Binary encoding formats promise significant performance improvements for communications-intensive apps. TheServerSide caught up with Martin Thompson, founder of Real Logic, who implemented a new binary protocol format for financial trading that is over 1,000 times faster than JSON. 

What is your take on the status of new techniques for replacing JSON with more efficient binary enconding formats and protocols like Google Protocol Buffer?

Martin Thompson: First up, none of these formats are protocols. They are codecs. A protocol is a means of describing an communication interaction.
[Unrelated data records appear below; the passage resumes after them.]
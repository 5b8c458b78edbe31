//! Bounded Message Store
//!
//! Ephemeral, byte-budgeted message log with a read-only query engine.
//!
//! # Architecture
//!
//! ```text
//! ┌──────────────────────────────────────────────────────────────────────────┐
//! │                           Message Store                                  │
//! ├──────────────────────────────────────────────────────────────────────────┤
//! │  write ─▶ Entry ─▶ entry_size ─▶ BoundedStore::insert                    │
//! │                                   │  (evict oldest until it fits)        │
//! │                                   ▼                                      │
//! │                    VecDeque<Entry>  newest ◀──────────▶ oldest           │
//! │                                   │                                      │
//! │                                   ▼                                      │
//! │  read  ◀─ "ts|text" ◀─ query(Snapshot, MessageQuery)                     │
//! │                        (order ▸ from ▸ to ▸ prefix ▸ limit)              │
//! └──────────────────────────────────────────────────────────────────────────┘
//! ```
//!
//! The store is a plain single-owner structure; callers that share it across
//! threads wrap it in a lock (see [`crate::service::BroadcastService`]).

mod bounded;
mod diagnostics;
mod entry;
mod proptest;
mod query;

pub use bounded::{BoundedStore, Snapshot};
pub use diagnostics::{throughput_estimate, Diagnostics};
pub use entry::{entry_size, Entry, OVERHEAD_BYTES};
pub use query::{query, MessageQuery, Order};
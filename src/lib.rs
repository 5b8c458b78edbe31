//! Broadcast Tower - Ephemeral Message Log
//!
//! An in-memory, byte-bounded message log served over HTTP. Clients broadcast
//! short text messages, which are stamped with a millisecond timestamp and kept
//! newest-first until the byte budget forces the oldest ones out. Queries filter
//! by time range and prefix and stream results newest-first or oldest-first.
//!
//! # Architecture
//!
//! ```text
//! HTTP (api) → BroadcastService → BoundedStore
//!                    │
//!                    └→ TowerMetrics (health listener: /metrics)
//! ```
//!
//! # Modules
//!
//! - [`api`] - Routers, request validation and the accept loop
//! - [`clock`] - Timestamp source
//! - [`config`] - Runtime limits and budget derivation
//! - [`error`] - Error types
//! - [`health`] - Liveness and readiness flags
//! - [`memory`] - Container/host memory limit probing
//! - [`metrics`] - Prometheus metrics
//! - [`service`] - Shared, locked store handle
//! - [`store`] - Bounded store, queries and diagnostics

pub mod api;
pub mod clock;
pub mod config;
pub mod error;
pub mod health;
pub mod memory;
pub mod metrics;
pub mod service;
pub mod store;

/// Crate version, shown on the status page and in health reports
pub const VERSION: &str = env!("CARGO_PKG_VERSION");

// Re-export commonly used types
pub use config::TowerConfig;
pub use error::{Error, Result, ValidationError};
pub use service::BroadcastService;
pub use store::{BoundedStore, Entry, MessageQuery, Order};
//! Broadcast Service
//!
//! The single owned instance of the message store, shared by every request
//! handler. A `parking_lot::RwLock` serialises writers against each other and
//! against the snapshot step of readers, so no caller can observe a store
//! mid-eviction.
//!
//! Queries copy the matching entries out under the read lock (message text is
//! reference-counted, so this is cheap) and release the lock before anything is
//! written to the network.

use std::sync::Arc;

use parking_lot::RwLock;
use tracing::{debug, trace};

use crate::clock::{Clock, SystemClock};
use crate::config::TowerConfig;
use crate::metrics::TowerMetrics;
use crate::store::{self, BoundedStore, Diagnostics, Entry, MessageQuery};

/// Shared handle to the message store
pub struct BroadcastService {
    store: RwLock<BoundedStore>,
    config: TowerConfig,
    clock: Arc<dyn Clock>,
    metrics: TowerMetrics,
}

impl BroadcastService {
    /// Create a service with the system clock
    pub fn new(config: TowerConfig, budget_bytes: u64, metrics: TowerMetrics) -> Self {
        Self::with_clock(config, budget_bytes, metrics, Arc::new(SystemClock))
    }

    /// Create a service with a custom clock
    pub fn with_clock(
        config: TowerConfig,
        budget_bytes: u64,
        metrics: TowerMetrics,
        clock: Arc<dyn Clock>,
    ) -> Self {
        let service = Self {
            store: RwLock::new(BoundedStore::new(budget_bytes)),
            config,
            clock,
            metrics,
        };
        service.metrics.observe_store(&service.diagnostics());
        service
    }

    /// Stamp and store a message.
    ///
    /// The text must already be validated against the configured message size.
    pub fn broadcast(&self, text: impl Into<Arc<str>>) -> Entry {
        let entry = Entry::new(self.clock.now_millis(), text);

        let (evicted, diagnostics) = {
            let mut store = self.store.write();
            let evicted = store.insert(entry.clone());
            (evicted, Diagnostics::from_store(&store))
        };

        if evicted > 0 {
            debug!(
                "Evicted {} entries to admit {} bytes ({} / {} bytes used)",
                evicted,
                entry.size(),
                diagnostics.total_size_bytes,
                diagnostics.budget_bytes
            );
        }
        if entry.size() > diagnostics.budget_bytes {
            debug!(
                "Entry of {} bytes exceeds the {} byte budget and is stored alone",
                entry.size(),
                diagnostics.budget_bytes
            );
        }

        self.metrics.record_broadcast(evicted);
        self.metrics.observe_store(&diagnostics);
        entry
    }

    /// Run a query and return the matching entries in result order
    pub fn query(&self, params: &MessageQuery) -> Vec<Entry> {
        let results: Vec<Entry> = {
            let store = self.store.read();
            store::query(store.snapshot(), params, self.config.max_messages_per_query)
                .cloned()
                .collect()
        };

        trace!(
            "Query order={} from={:?} to={:?} prefix={:?} returned {} entries",
            params.order,
            params.timestamp_from,
            params.timestamp_to,
            params.starts_with,
            results.len()
        );
        self.metrics.record_query(params.order);
        results
    }

    /// Current store diagnostics
    pub fn diagnostics(&self) -> Diagnostics {
        Diagnostics::from_store(&self.store.read())
    }

    pub fn config(&self) -> &TowerConfig {
        &self.config
    }

    pub fn metrics(&self) -> &TowerMetrics {
        &self.metrics
    }
}

impl std::fmt::Debug for BroadcastService {
    fn fmt(&self, f: &mut std::fmt::Formatter<'_>) -> std::fmt::Result {
        f.debug_struct("BroadcastService")
            .field("config", &self.config)
            .field("diagnostics", &self.diagnostics())
            .finish()
    }
}

// =============================================================================
// Tests
// =============================================================================
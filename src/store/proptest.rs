//! Property-Based Tests for the Bounded Store
//!
//! # Test Properties
//!
//! 1. **Size Accounting**: the running counter always equals the recomputed sum
//! 2. **Budget**: the counter stays within budget unless a single oversized entry is held
//! 3. **FIFO Eviction**: survivors are always the most recent suffix of the inserts
//! 4. **Ordering**: desc is reverse insertion order, asc is insertion order
//! 5. **Limit**: a query never returns more than `min(limit, max)` records

#![cfg(test)]

use proptest::prelude::*;

use super::bounded::BoundedStore;
use super::entry::{entry_size, Entry};
use super::query::{query, MessageQuery, Order};

// =============================================================================
// Property Strategies
// =============================================================================

/// Strategy for message texts, including multi-byte characters.
fn text_strategy() -> impl Strategy<Value = String> {
    prop_oneof![
        "[a-z0-9-]{0,40}",
        "\\PC{0,12}",
    ]
}

/// Strategy for insertion sequences.
fn texts_strategy() -> impl Strategy<Value = Vec<String>> {
    prop::collection::vec(text_strategy(), 0..200)
}

/// Strategy for budgets, small enough to force frequent eviction.
fn budget_strategy() -> impl Strategy<Value = u64> {
    0u64..600
}

fn fill(budget: u64, texts: &[String]) -> BoundedStore {
    let mut store = BoundedStore::new(budget);
    for (i, text) in texts.iter().enumerate() {
        store.insert(Entry::new(i as i64, text.as_str()));
    }
    store
}

// =============================================================================
// Store Properties
// =============================================================================

proptest! {
    #![proptest_config(ProptestConfig::with_cases(200))]

    /// Property: the counter matches the true sum after every insert.
    #[test]
    fn prop_counter_matches_sum(budget in budget_strategy(), texts in texts_strategy()) {
        let mut store = BoundedStore::new(budget);
        for (i, text) in texts.iter().enumerate() {
            store.insert(Entry::new(i as i64, text.as_str()));

            let recomputed: u64 = store.snapshot().newest_first().map(Entry::size).sum();
            prop_assert_eq!(store.total_size(), recomputed);
        }
    }

    /// Property: the budget holds except for a lone oversized entry.
    #[test]
    fn prop_budget_respected(budget in budget_strategy(), texts in texts_strategy()) {
        let mut store = BoundedStore::new(budget);
        for (i, text) in texts.iter().enumerate() {
            store.insert(Entry::new(i as i64, text.as_str()));

            if store.total_size() > budget {
                prop_assert_eq!(store.len(), 1);
                prop_assert!(entry_size(text) > budget);
            }
        }
    }

    /// Property: the store always holds a contiguous run of the newest inserts,
    /// and that run is as long as the budget allows.
    #[test]
    fn prop_fifo_eviction(budget in budget_strategy(), texts in texts_strategy()) {
        let store = fill(budget, &texts);

        let kept: Vec<i64> = store.snapshot().oldest_first().map(Entry::timestamp).collect();
        if texts.is_empty() {
            prop_assert!(kept.is_empty());
        } else {
            let first = texts.len() - kept.len();
            let expected: Vec<i64> = (first as i64..texts.len() as i64).collect();
            prop_assert_eq!(&kept, &expected);

            // The next older entry would not have fit alongside the survivors
            if first > 0 && !kept.is_empty() {
                let older = entry_size(&texts[first - 1]);
                prop_assert!(store.total_size() + older > budget);
            }
        }
    }

    /// Property: unfiltered queries follow insertion order exactly.
    #[test]
    fn prop_recency_order(texts in texts_strategy()) {
        let store = fill(u64::MAX / 2, &texts);
        let n = texts.len();

        let desc: Vec<i64> = query(store.snapshot(), &MessageQuery::new(), usize::MAX)
            .map(Entry::timestamp)
            .collect();
        let expected_desc: Vec<i64> = (0..n as i64).rev().collect();
        prop_assert_eq!(desc, expected_desc);

        let asc_params = MessageQuery::new().order(Order::Asc);
        let asc: Vec<i64> = query(store.snapshot(), &asc_params, usize::MAX)
            .map(Entry::timestamp)
            .collect();
        let expected_asc: Vec<i64> = (0..n as i64).collect();
        prop_assert_eq!(asc, expected_asc);
    }

    /// Property: result count never exceeds the clamped limit, and every result
    /// satisfies every filter.
    #[test]
    fn prop_query_limit_and_filters(
        texts in texts_strategy(),
        limit in 0usize..50,
        max in 1usize..30,
        from in prop::option::of(0i64..200),
        to in prop::option::of(0i64..200),
        prefix in prop::option::of("[a-c]{0,2}"),
    ) {
        let store = fill(u64::MAX / 2, &texts);
        let params = MessageQuery {
            order: Order::Desc,
            timestamp_from: from,
            timestamp_to: to,
            starts_with: prefix,
            limit,
        };

        let results: Vec<&Entry> = query(store.snapshot(), &params, max).collect();
        prop_assert!(results.len() <= limit.max(1).min(max));

        for entry in &results {
            prop_assert!(params.matches(entry));
        }

        let total_matching = store
            .snapshot()
            .newest_first()
            .filter(|e| params.matches(e))
            .count();
        prop_assert_eq!(results.len(), total_matching.min(params.effective_limit(max)));
    }
}
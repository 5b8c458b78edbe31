//! Prometheus Metrics
//!
//! Counters and gauges for the message store, exported in the Prometheus text
//! format on the health listener's `/metrics` route.
//!
//! Each [`TowerMetrics`] owns its own [`Registry`], so independent service
//! instances (tests included) never collide on metric names.

use prometheus::core::Collector;
use prometheus::{Encoder, Gauge, IntCounter, IntCounterVec, IntGauge, Opts, Registry, TextEncoder};

use crate::error::{Error, Result};
use crate::store::{Diagnostics, Order};

const NAMESPACE: &str = "broadcast_tower";

/// Store and request metrics
#[derive(Clone)]
pub struct TowerMetrics {
    registry: Registry,
    broadcasts: IntCounter,
    evictions: IntCounter,
    queries: IntCounterVec,
    rejected: IntCounterVec,
    entries: IntGauge,
    stored_bytes: IntGauge,
    budget_bytes: IntGauge,
    utilization: Gauge,
}

impl TowerMetrics {
    /// Create and register all metrics
    pub fn new() -> Result<Self> {
        let broadcasts = IntCounter::with_opts(opts("broadcasts_total", "Messages accepted"))
            .map_err(metric_error)?;
        let evictions = IntCounter::with_opts(opts("evictions_total", "Messages evicted"))
            .map_err(metric_error)?;
        let queries = IntCounterVec::new(opts("queries_total", "Queries served"), &["order"])
            .map_err(metric_error)?;
        let rejected = IntCounterVec::new(
            opts("rejected_requests_total", "Requests failing validation"),
            &["route"],
        )
        .map_err(metric_error)?;
        let entries = IntGauge::with_opts(opts("entries", "Messages currently stored"))
            .map_err(metric_error)?;
        let stored_bytes = IntGauge::with_opts(opts("stored_bytes", "Cost of stored messages"))
            .map_err(metric_error)?;
        let budget_bytes = IntGauge::with_opts(opts("budget_bytes", "Store budget"))
            .map_err(metric_error)?;
        let utilization = Gauge::with_opts(opts("budget_utilization", "Budget fraction in use"))
            .map_err(metric_error)?;

        let collectors: Vec<Box<dyn Collector>> = vec![
            Box::new(broadcasts.clone()),
            Box::new(evictions.clone()),
            Box::new(queries.clone()),
            Box::new(rejected.clone()),
            Box::new(entries.clone()),
            Box::new(stored_bytes.clone()),
            Box::new(budget_bytes.clone()),
            Box::new(utilization.clone()),
        ];
        let registry = Registry::new();
        for collector in collectors {
            registry.register(collector).map_err(metric_error)?;
        }

        Ok(Self {
            registry,
            broadcasts,
            evictions,
            queries,
            rejected,
            entries,
            stored_bytes,
            budget_bytes,
            utilization,
        })
    }

    /// Record an accepted broadcast and the evictions it caused
    pub fn record_broadcast(&self, evicted: usize) {
        self.broadcasts.inc();
        self.evictions.inc_by(evicted as u64);
    }

    /// Record a served query
    pub fn record_query(&self, order: Order) {
        self.queries.with_label_values(&[order.as_str()]).inc();
    }

    /// Record a request rejected by validation
    pub fn record_rejection(&self, route: &str) {
        self.rejected.with_label_values(&[route]).inc();
    }

    /// Refresh store gauges
    pub fn observe_store(&self, diagnostics: &Diagnostics) {
        set_saturating(&self.entries, diagnostics.entry_count as u64);
        set_saturating(&self.stored_bytes, diagnostics.total_size_bytes);
        set_saturating(&self.budget_bytes, diagnostics.budget_bytes);
        self.utilization.set(diagnostics.utilization());
    }

    pub fn utilization(&self) -> f64 {
        self.utilization.get()
    }

    pub fn broadcasts(&self) -> u64 {
        self.broadcasts.get()
    }

    pub fn evictions(&self) -> u64 {
        self.evictions.get()
    }

    pub fn queries(&self, order: Order) -> u64 {
        self.queries.with_label_values(&[order.as_str()]).get()
    }

    pub fn rejections(&self, route: &str) -> u64 {
        self.rejected.with_label_values(&[route]).get()
    }

    /// Encode all metrics in the Prometheus text format
    pub fn encode(&self) -> Result<(Vec<u8>, String)> {
        let encoder = TextEncoder::new();
        let mut buffer = Vec::new();
        encoder
            .encode(&self.registry.gather(), &mut buffer)
            .map_err(metric_error)?;
        Ok((buffer, encoder.format_type().to_string()))
    }
}

impl std::fmt::Debug for TowerMetrics {
    fn fmt(&self, f: &mut std::fmt::Formatter<'_>) -> std::fmt::Result {
        f.debug_struct("TowerMetrics")
            .field("broadcasts", &self.broadcasts())
            .field("evictions", &self.evictions())
            .finish()
    }
}

fn opts(name: &str, help: &str) -> Opts {
    Opts::new(name, help).namespace(NAMESPACE)
}

fn metric_error(e: prometheus::Error) -> Error {
    Error::Internal(format!("metrics: {}", e))
}

fn set_saturating(gauge: &IntGauge, value: u64) {
    gauge.set(i64::try_from(value).unwrap_or(i64::MAX));
}

// =============================================================================
// Tests
// =============================================================================
//! Query Engine
//!
//! Read-only filter/order/limit over a [`Snapshot`]. Filters combine with AND
//! semantics and are applied in a single lazy pass, so results can be streamed
//! one record at a time.

use std::fmt;
use std::str::FromStr;

use super::bounded::Snapshot;
use super::entry::Entry;

/// Result ordering
#[derive(Debug, Clone, Copy, Default, PartialEq, Eq, Hash)]
pub enum Order {
    /// Oldest first
    Asc,
    /// Newest first
    #[default]
    Desc,
}

impl Order {
    /// Label used on the wire and in metrics
    pub fn as_str(&self) -> &'static str {
        match self {
            Order::Asc => "asc",
            Order::Desc => "desc",
        }
    }
}

impl fmt::Display for Order {
    fn fmt(&self, f: &mut fmt::Formatter<'_>) -> fmt::Result {
        f.write_str(self.as_str())
    }
}

impl FromStr for Order {
    type Err = String;

    fn from_str(s: &str) -> Result<Self, Self::Err> {
        match s {
            "asc" => Ok(Order::Asc),
            "desc" => Ok(Order::Desc),
            other => Err(format!("expected 'asc' or 'desc', got '{}'", other)),
        }
    }
}

/// Typed, already-validated query parameters
#[derive(Debug, Clone, PartialEq, Eq)]
pub struct MessageQuery {
    /// Result ordering
    pub order: Order,
    /// Inclusive lower timestamp bound
    pub timestamp_from: Option<i64>,
    /// Inclusive upper timestamp bound
    pub timestamp_to: Option<i64>,
    /// Case-sensitive text prefix
    pub starts_with: Option<String>,
    /// Requested result count, clamped by the engine
    pub limit: usize,
}

impl Default for MessageQuery {
    fn default() -> Self {
        Self {
            order: Order::Desc,
            timestamp_from: None,
            timestamp_to: None,
            starts_with: None,
            limit: usize::MAX,
        }
    }
}

impl MessageQuery {
    /// Query with every filter unset
    pub fn new() -> Self {
        Self::default()
    }

    pub fn order(mut self, order: Order) -> Self {
        self.order = order;
        self
    }

    pub fn since(mut self, timestamp: i64) -> Self {
        self.timestamp_from = Some(timestamp);
        self
    }

    pub fn until(mut self, timestamp: i64) -> Self {
        self.timestamp_to = Some(timestamp);
        self
    }

    pub fn starts_with(mut self, prefix: impl Into<String>) -> Self {
        self.starts_with = Some(prefix.into());
        self
    }

    pub fn limit(mut self, limit: usize) -> Self {
        self.limit = limit;
        self
    }

    /// Limit clamped to `[1, max_results]`
    pub fn effective_limit(&self, max_results: usize) -> usize {
        self.limit.clamp(1, max_results.max(1))
    }

    /// Whether an entry passes every active filter
    pub fn matches(&self, entry: &Entry) -> bool {
        if let Some(from) = self.timestamp_from {
            if entry.timestamp() < from {
                return false;
            }
        }
        if let Some(to) = self.timestamp_to {
            if entry.timestamp() > to {
                return false;
            }
        }
        match &self.starts_with {
            Some(prefix) => entry.text().starts_with(prefix.as_str()),
            None => true,
        }
    }
}

/// Run a query against a snapshot.
///
/// The returned iterator is lazy; nothing is materialised until it is driven.
/// Yielded entries borrow from the snapshot only, so they outlive `params`.
pub fn query<'s, 'p>(
    snapshot: Snapshot<'s>,
    params: &'p MessageQuery,
    max_results: usize,
) -> impl Iterator<Item = &'s Entry> + 'p
where
    's: 'p,
{
    let ordered: Box<dyn Iterator<Item = &'s Entry> + 's> = match params.order {
        Order::Desc => Box::new(snapshot.newest_first()),
        Order::Asc => Box::new(snapshot.oldest_first()),
    };

    ordered
        .filter(move |entry| params.matches(entry))
        .take(params.effective_limit(max_results))
}

// =============================================================================
// Tests
// =============================================================================
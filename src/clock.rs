//! Timestamp source for new entries

use std::sync::atomic::{AtomicI64, Ordering};

use chrono::Utc;

/// Millisecond wall clock
pub trait Clock: Send + Sync {
    /// Milliseconds since the Unix epoch
    fn now_millis(&self) -> i64;
}

/// Wall clock backed by the system time
#[derive(Debug, Clone, Copy, Default)]
pub struct SystemClock;

impl Clock for SystemClock {
    fn now_millis(&self) -> i64 {
        Utc::now().timestamp_millis()
    }
}

/// Manually driven clock for tests and replay
#[derive(Debug, Default)]
pub struct ManualClock {
    now: AtomicI64,
}

impl ManualClock {
    pub fn new(start: i64) -> Self {
        Self {
            now: AtomicI64::new(start),
        }
    }

    pub fn set(&self, millis: i64) {
        self.now.store(millis, Ordering::SeqCst);
    }

    pub fn advance(&self, millis: i64) {
        self.now.fetch_add(millis, Ordering::SeqCst);
    }
}

impl Clock for ManualClock {
    fn now_millis(&self) -> i64 {
        self.now.load(Ordering::SeqCst)
    }
}
//! Service Configuration
//!
//! Limits applied to requests and the store, plus derivation of the effective
//! store budget from the configured cap and the detected memory ceiling.

use serde::{Deserialize, Serialize};

use crate::error::{Error, Result};

/// Default maximum message size (10kB)
pub const DEFAULT_MAX_MESSAGE_SIZE_BYTES: usize = 10_000;

/// Default maximum number of records per query
pub const DEFAULT_MAX_MESSAGES_PER_QUERY: usize = 1_000;

/// Default store cap (1GB)
pub const DEFAULT_MAX_CACHE_SIZE_BYTES: u64 = 1_000 * 1_000 * 1_000;

/// Share of the memory ceiling the store may use
pub const MEMORY_BUDGET_RATIO: f64 = 0.8;

/// Limits for the message store and its request validation
#[derive(Debug, Clone, PartialEq, Eq, Serialize, Deserialize)]
pub struct TowerConfig {
    /// Largest accepted message, in UTF-8 bytes
    pub max_message_size_bytes: usize,
    /// Largest number of records a single query may return
    pub max_messages_per_query: usize,
    /// Configured store cap before the memory ceiling is applied
    pub max_cache_size_bytes: u64,
}

impl Default for TowerConfig {
    fn default() -> Self {
        Self {
            max_message_size_bytes: DEFAULT_MAX_MESSAGE_SIZE_BYTES,
            max_messages_per_query: DEFAULT_MAX_MESSAGES_PER_QUERY,
            max_cache_size_bytes: DEFAULT_MAX_CACHE_SIZE_BYTES,
        }
    }
}

impl TowerConfig {
    /// Reject zero limits
    pub fn validate(&self) -> Result<()> {
        if self.max_message_size_bytes == 0 {
            return Err(Error::Config(
                "max message size must be a positive integer".to_string(),
            ));
        }
        if self.max_messages_per_query == 0 {
            return Err(Error::Config(
                "max messages per query must be a positive integer".to_string(),
            ));
        }
        if self.max_cache_size_bytes == 0 {
            return Err(Error::Config(
                "max cache size must be a positive integer".to_string(),
            ));
        }
        Ok(())
    }

    /// Store budget: the configured cap, further limited to
    /// [`MEMORY_BUDGET_RATIO`] of the memory ceiling when one is known.
    pub fn effective_budget(&self, memory_limit_bytes: Option<u64>) -> u64 {
        match memory_limit_bytes {
            Some(limit) => {
                let share = (limit as f64 * MEMORY_BUDGET_RATIO) as u64;
                self.max_cache_size_bytes.min(share)
            }
            None => self.max_cache_size_bytes,
        }
    }
}

// =============================================================================
// Tests
// =============================================================================
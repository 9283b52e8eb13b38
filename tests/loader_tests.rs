use chrono::NaiveDate;
use std::io::Write;
use superstore_insights::dataset::{load_dataset, read_dataset, Field, KeyValue, YearMonth};
use superstore_insights::utils::error::LoadError;
use tempfile::NamedTempFile;

const HEADER: &str = "Row ID,Order Date,Ship Mode,Segment,City,State,Region,Category,Sub-Category,Sales,Quantity,Discount,Profit";

fn sample_csv() -> String {
    [
        HEADER,
        "1,11/8/2016,Second Class,Consumer,Henderson,Kentucky,South,Furniture,Bookcases,261.96,2,0,41.9136",
        "2,6/12/2016,Standard Class,Corporate,Los Angeles,California,West,Office Supplies,Labels,14.62,2,0,6.8714",
        "3,not-a-date,Standard Class,Consumer,Fort Lauderdale,Florida,South,Furniture,Tables,957.5775,5,0.45,-383.031",
    ]
    .join("\n")
}

#[test]
fn test_read_dataset_parses_rows() {
    let dataset = read_dataset(sample_csv().as_bytes()).unwrap();

    assert_eq!(dataset.len(), 3);

    let first = &dataset.records()[0];
    assert_eq!(first.order_date, NaiveDate::from_ymd_opt(2016, 11, 8));
    assert_eq!(first.ship_mode, "Second Class");
    assert_eq!(first.region, "South");
    assert_eq!(first.sub_category, "Bookcases");
    assert_eq!(first.city, "Henderson");
    assert_eq!(first.sales, 261.96);
    assert_eq!(first.quantity, 2);
    assert_eq!(first.profit, 41.9136);
    assert_eq!(
        first.key_value(Field::Month),
        Some(KeyValue::Month(YearMonth::new(2016, 11)))
    );
}

#[test]
fn test_malformed_date_becomes_none() {
    let dataset = read_dataset(sample_csv().as_bytes()).unwrap();
    let third = &dataset.records()[2];

    assert_eq!(third.order_date, None);
    assert_eq!(third.year(), None);
    assert_eq!(third.discount, 0.45);
}

#[test]
fn test_latin1_bytes_are_accepted() {
    let mut bytes = Vec::new();
    bytes.extend_from_slice(HEADER.as_bytes());
    bytes.extend_from_slice(b"\n1,1/3/2017,First Class,Consumer,");
    // "Montr\xe9al" in Latin-1, invalid as UTF-8
    bytes.extend_from_slice(b"Montr\xe9al");
    bytes.extend_from_slice(b",Quebec,East,Technology,Phones,100,1,0,10\n");

    let dataset = read_dataset(bytes.as_slice()).unwrap();

    assert_eq!(dataset.records()[0].city, "Montréal");
}

#[test]
fn test_invalid_number_reports_line_and_column() {
    let csv = format!(
        "{}\n1,11/8/2016,Second Class,Consumer,Henderson,Kentucky,South,Furniture,Bookcases,abc,2,0,41.9\n",
        HEADER
    );

    match read_dataset(csv.as_bytes()) {
        Err(LoadError::InvalidNumber { row, column, value }) => {
            assert_eq!(row, 2);
            assert_eq!(column, "Sales");
            assert_eq!(value, "abc");
        }
        other => panic!("expected InvalidNumber, got {:?}", other.map(|d| d.len())),
    }
}

#[test]
fn test_optional_columns_may_be_absent() {
    let csv = "Order Date,Sales,Profit,Quantity,Discount,Region,Category,Sub-Category,Ship Mode\n\
               2016-01-05,10,1,1,0,West,Technology,Phones,Same Day\n";

    let dataset = read_dataset(csv.as_bytes()).unwrap();

    assert_eq!(dataset.records()[0].segment, "");
    assert_eq!(dataset.records()[0].ship_mode, "Same Day");
}

#[test]
fn test_empty_input_has_no_headers() {
    assert!(matches!(
        read_dataset(&b""[..]),
        Err(LoadError::MissingHeaders)
    ));
}

#[test]
fn test_load_dataset_from_file() {
    let mut file = NamedTempFile::new().unwrap();
    file.write_all(sample_csv().as_bytes()).unwrap();
    file.flush().unwrap();

    let dataset = load_dataset(file.path()).unwrap();
    assert_eq!(dataset.len(), 3);
}

#[test]
fn test_load_dataset_missing_file() {
    let temp_dir = tempfile::tempdir().unwrap();
    let result = load_dataset(temp_dir.path().join("missing.csv"));
    assert!(matches!(result, Err(LoadError::Io(_))));
}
Each of the individual messages used in a protocol can be encoded or decoded in a particular format by a codec.

What's your take on the relative performance of JSON/REST, compared with binary encoding formats like Google Protocol Buffers, Avro, Thrift, Bond and Simple Binary?

Thompson: Text-based encodings are typically 10x slower than the less efficient binary codecs such as GBP. There are binary encodings that are 10x to 100x more efficient such as FlatBuffers, Cap'n Proto and SBE (Simple Binary Encoding).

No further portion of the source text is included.